Half-Life has just turned 25, if you can believe it, and to celebrate the original development team has been sharing its experience of working on the renowned FPS in a new documentary posted on YouTube.
As well as reminiscing about Valve's early days and the work that went into designing and implementing Half-Life's characters, levels and narrative, the team spoke of the challenges they faced getting the game out the door and the decision to delay its launch in order to do justice to their vision and make the experience as enjoyable as possible for the player.
Looking back, Valve co-founder Gabe Newell doesn't regret pushing the game's release back a year to November 1998. As he sees it, the wait for a game is finite, but releasing it before it's ready can ruin it forever. "Late is just for a little while. Suck is forever," he says. "We could try to force this thing out the door, but that's not the company we want to be, that's not the people we want to be.

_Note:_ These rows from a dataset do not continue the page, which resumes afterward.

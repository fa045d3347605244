// 网盘上传接口
//
// 上传流程只依赖这个 trait，认证、HTTP 传输等由具体实现负责

use async_trait::async_trait;

use super::types::{ApiError, ChunkReceipt, RemoteEntry, UploadSessionRequest};

/// 上传流程所需的网盘操作
///
/// 实现必须可被多个上传任务并发调用
#[async_trait]
pub trait PanApi: Send + Sync {
    /// 查询网盘路径，不存在时返回 `Ok(None)`
    async fn resolve_path(&self, path: &str) -> Result<Option<RemoteEntry>, ApiError>;

    /// 秒传检查：服务器是否已存有相同内容
    async fn dedup_check(&self, size: u64, content_md5: &str) -> Result<bool, ApiError>;

    /// 创建上传会话，返回会话 ID
    async fn create_upload_session(&self, req: &UploadSessionRequest) -> Result<String, ApiError>;

    /// 上传一个分片
    async fn upload_chunk(
        &self,
        session_id: &str,
        index: usize,
        offset: u64,
        data: Vec<u8>,
    ) -> Result<ChunkReceipt, ApiError>;

    /// 提交会话，在目标路径生成文件
    async fn finalize(&self, session_id: &str, target_path: &str) -> Result<RemoteEntry, ApiError>;

    /// 将文件移入回收站
    async fn move_to_recycle_bin(&self, file_id: &str) -> Result<(), ApiError>;

    /// 创建目录（含中间目录），目录已存在时视为成功
    async fn create_directory(&self, path: &str) -> Result<RemoteEntry, ApiError>;
}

That's not the relationship we want to have with our customers."
If Newell's stance sounds familiar, it's because it's awfully similar to Shigeru Miyamoto's famous quote, "A delayed game is eventually good, but a rushed game is forever bad." The story goes that Miyamoto was referring to The Legend of Zelda: Ocarina of Time here, but there's no actual evidence to suggest the legendary designer ever uttered these words.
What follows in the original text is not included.